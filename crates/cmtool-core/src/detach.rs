use std::path::Path;

use cmtool_error::Result;

use crate::bulk;
use crate::context::Context;
use crate::dispatch::Dispatch;

pub struct DetachManager<'c, 'a> {
    ctx: &'c Context<'a>,
}

impl<'c, 'a> DetachManager<'c, 'a> {
    pub const fn new(ctx: &'c Context<'a>) -> Self {
        Self { ctx }
    }

    /// Forget a package without touching its files. Only a target that still
    /// exists on disk needs confirmation.
    pub fn detach(&self, token: &str) -> Result<()> {
        Dispatch::new(self.ctx, "detach").run(token, |path| {
            if Path::new(path).exists() {
                println!("    {path}");
                if !self
                    .ctx
                    .prompt
                    .confirm("Are you sure detach the package from cmake_tool?")
                {
                    self.ctx.info(&format!("Skipped detaching \"{path}\""));
                    return Ok(());
                }
            }

            self.ctx.store.remove(path)?;
            self.ctx
                .success(&format!("Detached \"{path}\" from cmake_tool"));
            Ok(())
        })
    }

    /// Move the whole registry aside after one confirmation.
    pub fn detach_all(&self) -> Result<bool> {
        self.ctx.traced("detach", "--all", || self.detach_batch())
    }

    fn detach_batch(&self) -> Result<bool> {
        let packages = bulk::registered_packages(self.ctx)?;
        if !bulk::confirm_batch(self.ctx, &packages, "Detach above packages from cmake_tool?") {
            return Ok(false);
        }

        let backup = self.ctx.store.backup()?;
        self.ctx.success(&format!(
            "Detached {} packages, previous registry kept at \"{}\"",
            packages.len(),
            backup.display()
        ));
        Ok(true)
    }
}
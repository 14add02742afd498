use std::fs;
use std::path::{Path, PathBuf};

use anyhow::Context;
use cmtool_constants::PROJECT_NAME_PLACEHOLDER;
use cmtool_error::{Result, ToolError};
use cmtool_utils::{basename, ensure_dir_exists};

use crate::package_kind::PackageKind;

/// Template files used to generate one kind of package.
#[derive(Debug, Clone, PartialEq, Eq)]
pub struct TemplateSet {
    pub cmake: PathBuf,
    pub main: PathBuf,
}

impl TemplateSet {
    fn read(path: &Path) -> Result<String> {
        let content = fs::read_to_string(path)
            .with_context(|| format!("Failed to read template {}", path.display()))
            .map_err(|e| ToolError::TemplateError(format!("{e:#}")))?;

        if content.is_empty() {
            return Err(ToolError::TemplateError(format!(
                "Failed to get any contents from file at \"{}\"",
                path.display()
            )));
        }
        Ok(content)
    }
}

/// Populate an existing package directory:
/// `CMakeLists.txt`, `include/`, `src/` and `src/<name>.<ext>`.
/// Returns the paths that were created.
pub fn scaffold_package(
    package_dir: &Path,
    kind: PackageKind,
    templates: &TemplateSet,
) -> Result<Vec<PathBuf>> {
    let cmake_contents = TemplateSet::read(&templates.cmake)?;
    let main_contents = TemplateSet::read(&templates.main)?;

    let name = basename(&package_dir.to_string_lossy()).to_string();
    let cmake_contents = cmake_contents.replace(PROJECT_NAME_PLACEHOLDER, &name);

    let include_dir = package_dir.join("include");
    let src_dir = package_dir.join("src");
    let cmake_path = package_dir.join("CMakeLists.txt");
    let main_path = src_dir.join(format!("{name}.{}", kind.main_extension()));

    let denied = |path: &Path, e: std::io::Error| {
        ToolError::FilesystemAccessDenied(path.display().to_string(), e.to_string())
    };

    ensure_dir_exists(&include_dir).map_err(|e| denied(&include_dir, e))?;
    ensure_dir_exists(&src_dir).map_err(|e| denied(&src_dir, e))?;
    fs::write(&cmake_path, cmake_contents).map_err(|e| denied(&cmake_path, e))?;
    fs::write(&main_path, main_contents).map_err(|e| denied(&main_path, e))?;

    let created = vec![include_dir, src_dir, cmake_path, main_path];
    for path in &created {
        cmtool_logger::debug(&format!("Creating path at \"{}\"", path.display()), false);
    }
    Ok(created)
}
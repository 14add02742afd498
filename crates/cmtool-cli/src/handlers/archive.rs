use anyhow::Result;
use cmtool_core::{ArchiveManager, Context};

use super::{print_header, settle};

pub struct ArchiveHandler;

impl ArchiveHandler {
    pub fn handle_tar(ctx: &Context<'_>, packages: &[String], output: &str, all: bool) -> Result<()> {
        let manager = ArchiveManager::new(ctx);

        if all {
            print_header("tar", "--all");
            settle("tar", manager.tar_all(output))?;
        } else {
            print_header("tar", &packages.join(" "));
            settle("tar", manager.tar(packages, output))?;
        }
        Ok(())
    }

    pub fn handle_untar(ctx: &Context<'_>, archives: &[String], output: &str) -> Result<()> {
        let manager = ArchiveManager::new(ctx);

        for archive in archives {
            print_header("untar", archive);
            settle("untar", manager.untar(archive, output))?;
        }
        Ok(())
    }
}
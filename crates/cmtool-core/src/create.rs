use std::fs;
use std::path::{Path, PathBuf};

use cmtool_error::{Result, ToolError};
use cmtool_project::{InstallLayout, PackageKind, scaffold_package};
use cmtool_utils::absolute_path;

use crate::context::Context;

pub struct CreateManager<'c, 'a> {
    ctx: &'c Context<'a>,
    layout: &'c InstallLayout,
}

impl<'c, 'a> CreateManager<'c, 'a> {
    pub const fn new(ctx: &'c Context<'a>, layout: &'c InstallLayout) -> Self {
        Self { ctx, layout }
    }

    /// Create a new package from the templates of `kind` and register it.
    /// An existing directory is registered but left untouched.
    pub fn create(&self, token: &str, kind: PackageKind) -> Result<PathBuf> {
        if token.trim().is_empty() {
            return Err(ToolError::InvalidOperation(
                "No name was specified for this project!".to_string(),
            ));
        }

        let full = absolute_path(token, self.ctx.store.home());
        let dir = PathBuf::from(&full);

        if dir.exists() {
            cmtool_logger::warn(&format!("\"{full}\" already exists, skipping templates"));
            self.ctx.store.append(&full)?;
            return Ok(dir);
        }

        fs::create_dir_all(&dir)
            .map_err(|e| ToolError::FilesystemAccessDenied(full.clone(), e.to_string()))?;
        self.ctx.store.append(&full)?;

        let created = scaffold_package(&dir, kind, &self.layout.templates(kind))?;
        self.ctx.debug(&format!(
            "Scaffolded {} paths under {}",
            created.len(),
            Path::new(&full).display()
        ));

        self.ctx
            .success(&format!("Created {kind} package \"{full}\""));
        Ok(dir)
    }
}

#[cfg(test)]
mod tests {
    use super::*;
    use crate::context::Options;
    use crate::testing::Fixture;

    #[test]
    fn test_create_cpp_package() {
        let fx = Fixture::new();
        let layout = fx.install_templates();
        let ctx = fx.context(Options::default());
        let target = fx.missing("work/hello");

        let dir = CreateManager::new(&ctx, &layout)
            .create(&target, PackageKind::Cpp)
            .unwrap();
        assert!(dir.join("include").is_dir());
        assert_eq!(
            fs::read_to_string(dir.join("CMakeLists.txt")).unwrap(),
            "project(hello CXX)\n"
        );
        assert!(dir.join("src").join("hello.cpp").is_file());
        assert_eq!(fx.store.load().unwrap(), vec![target]);
    }

    #[test]
    fn test_create_c_package() {
        let fx = Fixture::new();
        let layout = fx.install_templates();
        let ctx = fx.context(Options::default());

        let dir = CreateManager::new(&ctx, &layout)
            .create(&fx.missing("tool"), PackageKind::C)
            .unwrap();
        assert!(dir.join("src").join("tool.c").is_file());
    }

    #[test]
    fn test_create_existing_dir_only_registers() {
        let fx = Fixture::new();
        let layout = fx.install_templates();
        let existing = fx.package("existing");
        let ctx = fx.context(Options::default());

        CreateManager::new(&ctx, &layout)
            .create(&existing, PackageKind::Cpp)
            .unwrap();
        assert!(!Path::new(&existing).join("CMakeLists.txt").exists());
        assert_eq!(fx.store.load().unwrap(), vec![existing]);
    }

    #[test]
    fn test_create_with_empty_template_fails() {
        let fx = Fixture::new();
        let layout = fx.install_templates();
        fs::write(layout.templates(PackageKind::C).main, "").unwrap();
        let ctx = fx.context(Options::default());

        let result = CreateManager::new(&ctx, &layout).create(&fx.missing("bad"), PackageKind::C);
        assert!(matches!(result, Err(ToolError::TemplateError(_))));
    }
}
use std::io::{self, IsTerminal, StdinLock, Stdout};

use cmtool_core::{Confirm, LinePrompt, parse_answer};
use inquire::{CustomType, InquireError};

const RETRY_MESSAGE: &str = "Please respond with 'yes' or 'no' (or 'y' or 'n').";

/// Interactive confirmation on a terminal, plain line reading otherwise.
/// Both accept the same answers.
pub enum TerminalPrompt {
    Interactive,
    Lines(LinePrompt<StdinLock<'static>, Stdout>),
}

impl TerminalPrompt {
    #[must_use]
    pub fn detect() -> Self {
        if io::stdin().is_terminal() && io::stdout().is_terminal() {
            Self::Interactive
        } else {
            Self::Lines(LinePrompt::stdio())
        }
    }
}

fn parse_reply(input: &str) -> Result<bool, ()> {
    parse_answer(input).ok_or(())
}

impl Confirm for TerminalPrompt {
    fn confirm(&self, question: &str) -> bool {
        match self {
            Self::Interactive => {
                let message = format!("{question} [y/n]");
                match CustomType::<bool>::new(&message)
                    .with_parser(&parse_reply)
                    .with_formatter(&|answer: bool| String::from(if answer { "yes" } else { "no" }))
                    .with_error_message(RETRY_MESSAGE)
                    .prompt()
                {
                    Ok(answer) => answer,
                    Err(InquireError::OperationCanceled | InquireError::OperationInterrupted) => {
                        false
                    }
                    Err(err) => {
                        cmtool_logger::debug(&format!("Prompt failed: {err}"), false);
                        false
                    }
                }
            }
            Self::Lines(prompt) => prompt.confirm(question),
        }
    }
}
use anyhow::Result;
use cmtool_core::{Context, RunManager};

use super::{print_header, settle};

pub struct RunHandler;

impl RunHandler {
    pub fn handle_run(ctx: &Context<'_>, package: &str, program: &str, args: &[String]) -> Result<()> {
        print_header("run", &format!("{package} {program}"));
        settle("run", RunManager::new(ctx).run(package, program, args))?;
        Ok(())
    }
}
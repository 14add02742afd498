use crossterm::{ExecutableCommand, cursor, terminal};
use owo_colors::OwoColorize;
use std::fs::{File, OpenOptions};
use std::io::{self, IsTerminal, Write};
use std::path::Path;
use std::sync::{Mutex, OnceLock};
use std::time::Instant;

pub struct Logger {
    start_time: Instant,
    quiet: bool,
    log_file: Mutex<Option<File>>,
}

#[derive(Clone, Copy)]
pub enum LogLevel {
    Info,
    Success,
    Warning,
    Error,
    Debug,
    Shell,
}

impl LogLevel {
    const fn tag(self) -> &'static str {
        match self {
            Self::Info => "INFO",
            Self::Success => "OK",
            Self::Warning => "WARN",
            Self::Error => "ERROR",
            Self::Debug => "DEBUG",
            Self::Shell => "SHELL",
        }
    }
}

impl Logger {
    #[must_use]
    pub fn new(quiet: bool) -> Self {
        Self {
            start_time: Instant::now(),
            quiet,
            log_file: Mutex::new(None),
        }
    }

    /// Mirrors every message, uncoloured, into `path` (appending).
    pub fn attach_file(&self, path: &Path) -> io::Result<()> {
        let file = OpenOptions::new().create(true).append(true).open(path)?;
        if let Ok(mut slot) = self.log_file.lock() {
            *slot = Some(file);
        }
        Ok(())
    }

    pub fn detach_file(&self) {
        if let Ok(mut slot) = self.log_file.lock() {
            *slot = None;
        }
    }

    fn write_file(&self, level: LogLevel, message: &str) {
        if let Ok(mut slot) = self.log_file.lock() {
            if let Some(file) = slot.as_mut() {
                let _ = writeln!(file, "[{}] {message}", level.tag());
            }
        }
    }

    fn clear_current_line(&self) {
        if self.quiet || !io::stdout().is_terminal() {
            return;
        }

        let mut stdout = io::stdout();
        let _ = stdout.execute(cursor::MoveToColumn(0));
        let _ = stdout.execute(terminal::Clear(terminal::ClearType::CurrentLine));
        let _ = stdout.flush();
    }

    fn finish_line(&self, message: &str) {
        if self.quiet {
            return;
        }

        self.clear_current_line();
        println!("{message}");
    }

    pub fn log(&self, level: LogLevel, message: &str) {
        self.write_file(level, message);

        if self.quiet && !matches!(level, LogLevel::Error) {
            return;
        }

        self.clear_current_line();

        let (prefix, colored_message) = match level {
            LogLevel::Info => (
                "cmake_tool".bright_cyan().bold().to_string(),
                message.white().to_string(),
            ),
            LogLevel::Success => (
                "✓".bright_green().bold().to_string(),
                message.bright_green().to_string(),
            ),
            LogLevel::Warning => (
                "⚠".bright_yellow().bold().to_string(),
                message.bright_yellow().to_string(),
            ),
            LogLevel::Error => (
                "✗".bright_red().bold().to_string(),
                message.bright_red().to_string(),
            ),
            LogLevel::Debug => (
                "•".bright_black().bold().to_string(),
                message.bright_black().to_string(),
            ),
            LogLevel::Shell => (
                "$".bright_blue().bold().to_string(),
                message.bright_black().to_string(),
            ),
        };

        if matches!(level, LogLevel::Error | LogLevel::Warning) {
            eprintln!("{prefix} {colored_message}");
        } else {
            println!("{prefix} {colored_message}");
        }
    }

    /// Closing summary line with the time since start-up.
    pub fn finish(&self, message: &str) {
        self.write_file(LogLevel::Success, message);

        let elapsed = self.start_time.elapsed();
        let time_str = if elapsed.as_millis() < 1000 {
            format!("{}ms", elapsed.as_millis())
        } else {
            format!("{:.2}s", elapsed.as_secs_f64())
        };

        let final_message = format!(
            "{} {} {}",
            "✓".bright_green().bold(),
            message.bright_green(),
            format!("[{time_str}]").bright_black()
        );

        self.finish_line(&final_message);
    }

    pub fn info(&self, message: &str) {
        self.log(LogLevel::Info, message);
    }

    pub fn success(&self, message: &str) {
        self.log(LogLevel::Success, message);
    }

    pub fn warn(&self, message: &str) {
        self.log(LogLevel::Warning, message);
    }

    pub fn error(&self, message: &str) {
        self.log(LogLevel::Error, message);
    }

    /// Debug lines always reach the log file; the terminal only sees them
    /// when `debug_enabled` is set.
    pub fn debug(&self, message: &str, debug_enabled: bool) {
        if debug_enabled {
            self.log(LogLevel::Debug, message);
        } else {
            self.write_file(LogLevel::Debug, message);
        }
    }

    pub fn shell(&self, command: &str) {
        self.log(LogLevel::Shell, command);
    }
}

static LOGGER: OnceLock<Logger> = OnceLock::new();

pub fn init_logger(quiet: bool) {
    let _ = LOGGER.set(Logger::new(quiet));
}

fn get_logger() -> &'static Logger {
    LOGGER.get_or_init(|| Logger::new(false))
}

pub fn enable_file_log(path: &Path) -> io::Result<()> {
    get_logger().attach_file(path)
}

pub fn disable_file_log() {
    get_logger().detach_file();
}

pub fn info(message: &str) {
    get_logger().info(message);
}

pub fn success(message: &str) {
    get_logger().success(message);
}

pub fn warn(message: &str) {
    get_logger().warn(message);
}

pub fn error(message: &str) {
    get_logger().error(message);
}

pub fn debug(message: &str, debug_enabled: bool) {
    get_logger().debug(message, debug_enabled);
}

pub fn shell(command: &str) {
    get_logger().shell(command);
}

pub fn finish(message: &str) {
    get_logger().finish(message);
}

◇ ◇ ◇ ◇

All that belongs in your answer is the stretch of entries above from the line with "above packages from" through the line with "that were created.", printed exactly.

        if !bulk::confirm_batch(self.ctx, &packages, "Detach above packages from cmake_tool?") {
            return Ok(false);
        }

        let backup = self.ctx.store.backup()?;
        self.ctx.success(&format!(
            "Detached {} packages, previous registry kept at \"{}\"",
            packages.len(),
            backup.display()
        ));
        Ok(true)
    }
}
repository 14add02742afd498
use std::fs;
use std::path::{Path, PathBuf};

use anyhow::Context;
use cmtool_constants::PROJECT_NAME_PLACEHOLDER;
use cmtool_error::{Result, ToolError};
use cmtool_utils::{basename, ensure_dir_exists};

use crate::package_kind::PackageKind;

/// Template files used to generate one kind of package.
#[derive(Debug, Clone, PartialEq, Eq)]
pub struct TemplateSet {
    pub cmake: PathBuf,
    pub main: PathBuf,
}

impl TemplateSet {
    fn read(path: &Path) -> Result<String> {
        let content = fs::read_to_string(path)
            .with_context(|| format!("Failed to read template {}", path.display()))
            .map_err(|e| ToolError::TemplateError(format!("{e:#}")))?;

        if content.is_empty() {
            return Err(ToolError::TemplateError(format!(
                "Failed to get any contents from file at \"{}\"",
                path.display()
            )));
        }
        Ok(content)
    }
}

/// Populate an existing package directory:
/// `CMakeLists.txt`, `include/`, `src/` and `src/<name>.<ext>`.
/// Returns the paths that were created.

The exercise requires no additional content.